Section 6. Conditions to Company's Obligation to Sell. Purchaser
understands that the Company's obligation to sell the Shares is conditioned
upon:
(a) The receipt and acceptance by the Company of this Agreement for
all of the Shares as evidenced by execution of this Agreement by an authorized
officer.
(b) Delivery into escrow by Purchaser of good funds as payment in
full for the purchase of the Shares; and
(c) Execution and delivery by the Purchaser of the Escrow Agreement
and the Registration Rights Agreement in the forms of Attachment I and
Attachment II.
Section 7. Compliance with the Securities Act.
7.1 Registration Rights Agreement. The parties will enter into a
Registration Rights Agreement, annexed hereto as Attachment II.
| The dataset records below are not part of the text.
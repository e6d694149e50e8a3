//! Infix surface syntax.
//!
//! A Pratt parser over the same token stream as the prefix form, producing
//! the same tree; the compiler core never knows which surface was used.
//! Binary operators are the registered names with entries in the fixed
//! precedence table below; `not` is prefix; parentheses group. The special
//! form `if` and n-ary calls remain prefix-only surface.
use crate::{
    ast::{AstNode, NodeCore},
    env::Environment,
    lexer::{Span, Token},
};

use super::{ParseError, Parser};

/// Left binding powers; right is always `left + 1` (left associative).
fn binding_power(name: &str) -> Option<u8> {
    Some(match name {
        "or" => 1,
        "and" => 3,
        "=" | "!=" | "<" | "<=" | ">" | ">=" | "in" | "matches" | "ver<" | "ver<=" | "ver>"
        | "ver>=" | "date<" | "date<=" | "date>" | "date>=" => 5,
        "+" | "-" => 7,
        "*" | "/" | "%" => 9,
        _ => return None,
    })
}

// `not` binds tighter than `and`/`or`, looser than comparisons
const NOT_POWER: u8 = 5;

pub(crate) fn parse(tokens: &[(Token, Span)], env: &Environment) -> Result<AstNode, ParseError> {
    let mut parser = Parser::new(tokens, env);
    let node = expression(&mut parser, 0)?;
    parser.expect_end()?;
    Ok(node)
}

fn expression(parser: &mut Parser<'_>, min_power: u8) -> Result<AstNode, ParseError> {
    let mut lhs = primary(parser)?;
    loop {
        let Some((Token::Ident(name), span)) = parser.peek() else {
            break;
        };
        let Some(power) = binding_power(name) else {
            break;
        };
        if power < min_power {
            break;
        }
        let (name, head_span) = (name.clone(), span.clone());
        parser.pos += 1;
        let op = parser
            .env
            .operator(&name)
            .ok_or_else(|| ParseError::UnknownOperator {
                name: name.clone(),
                span: head_span,
            })?;
        let rhs = expression(parser, power + 1)?;
        let span = lhs.span.start..rhs.span.end;
        lhs = AstNode::new(
            NodeCore::Operator { name, op },
            vec![lhs, rhs],
            span,
        );
    }
    Ok(lhs)
}

fn primary(parser: &mut Parser<'_>) -> Result<AstNode, ParseError> {
    match parser.peek() {
        Some((Token::Ident(name), span)) if name.as_ref() == "not" => {
            let (name, head_span) = (name.clone(), span.clone());
            parser.pos += 1;
            let op = parser
                .env
                .operator(&name)
                .ok_or_else(|| ParseError::UnknownOperator {
                    name: name.clone(),
                    span: head_span.clone(),
                })?;
            let arg = expression(parser, NOT_POWER)?;
            let span = head_span.start..arg.span.end;
            Ok(AstNode::new(NodeCore::Operator { name, op }, vec![arg], span))
        }
        Some((Token::LParen, open)) => {
            let open = open.clone();
            parser.pos += 1;
            // a paren opening on a literal is a list constant, as in the
            // prefix form; grouping starts with an identifier or `(`
            if matches!(parser.peek(), Some((Token::Integer(_) | Token::Str(_), _))) {
                return parser.literal_list(open);
            }
            let inner = expression(parser, 0)?;
            match parser.next() {
                Some((Token::RParen, _)) => Ok(inner),
                Some((_, span)) => Err(ParseError::TrailingTokens { span: span.clone() }),
                None => Err(ParseError::UnbalancedOpen { span: open }),
            }
        }
        _ => parser.expression(),
    }
}

#[cfg(test)]
mod tests {
    use super::*;
    use crate::{lexer::lex, value::Value};
    use assert2::{check, let_assert};

    fn env() -> Environment {
        Environment::builder()
            .variable("age")
            .variable("country")
            .freeze()
    }

    fn parse_str(src: &str) -> Result<AstNode, ParseError> {
        parse(&lex(src).unwrap(), &env())
    }

    fn render(node: &AstNode) -> String {
        match &node.core {
            NodeCore::Constant(v) => v.to_string(),
            NodeCore::Variable { name, .. } => name.to_string(),
            NodeCore::Operator { name, .. } | NodeCore::FastOperator { name, .. } => {
                let args: Vec<_> = node.args.iter().map(render).collect();
                format!("({} {})", name, args.join(" "))
            }
            NodeCore::Conditional => {
                let args: Vec<_> = node.args.iter().map(render).collect();
                format!("(if {})", args.join(" "))
            }
        }
    }

    #[test]
    fn precedence_and_grouping() {
        let_assert!(Ok(node) = parse_str("age >= 18 and country = \"SE\" or age > 65"));
        check!(
            render(&node) == "(or (and (>= age 18) (= country \"SE\")) (> age 65))"
        );

        let_assert!(Ok(node) = parse_str("(age + 1) * 2"));
        check!(render(&node) == "(* (+ age 1) 2)");
    }

    #[test]
    fn arithmetic_is_left_associative() {
        let_assert!(Ok(node) = parse_str("10 - 3 - 2"));
        check!(render(&node) == "(- (- 10 3) 2)");
    }

    #[test]
    fn not_binds_between_connectives_and_comparisons() {
        let_assert!(Ok(node) = parse_str("not age = 1 and true"));
        check!(render(&node) == "(and (not (= age 1)) true)");
    }

    #[test]
    fn same_tree_as_prefix_form() {
        let infix = parse_str("age >= 18 and age < 65").unwrap();
        let prefix =
            super::super::parse(&lex("(and (>= age 18) (< age 65))").unwrap(), &env()).unwrap();
        check!(render(&infix) == render(&prefix));
    }

    #[test]
    fn literal_runs_in_parens_are_lists() {
        let_assert!(Ok(node) = parse_str("age in (18 21)"));
        let_assert!(NodeCore::Operator { name, .. } = &node.core);
        check!(name.as_ref() == "in");
        let_assert!(NodeCore::Constant(Value::List(items)) = &node.args[1].core);
        check!(items.as_ref() == [Value::Int(18), Value::Int(21)]);
    }
}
7.2 Underwriter. The Company understands that the Purchaser disclaims
being an "underwriter" (as such term is defined under the Securities Act and the
rules and regulations promulgated thereunder (an "Underwriter")), but Purchaser
being deemed an Underwriter shall not relieve the Company of any obligation it
has hereunder, except as may be required by law.
7.3 Indemnification. Each of the Company and the Purchaser agrees to
indemnify the other and to hold the other harmless from and against any and all
losses, damages, liabilities, costs and expenses (including reasonable
attorneys' fees) which the other may sustain or incur in connection with the
breach by the indemnifying party of any representation, warranty or covenant
made by it in this Agreement.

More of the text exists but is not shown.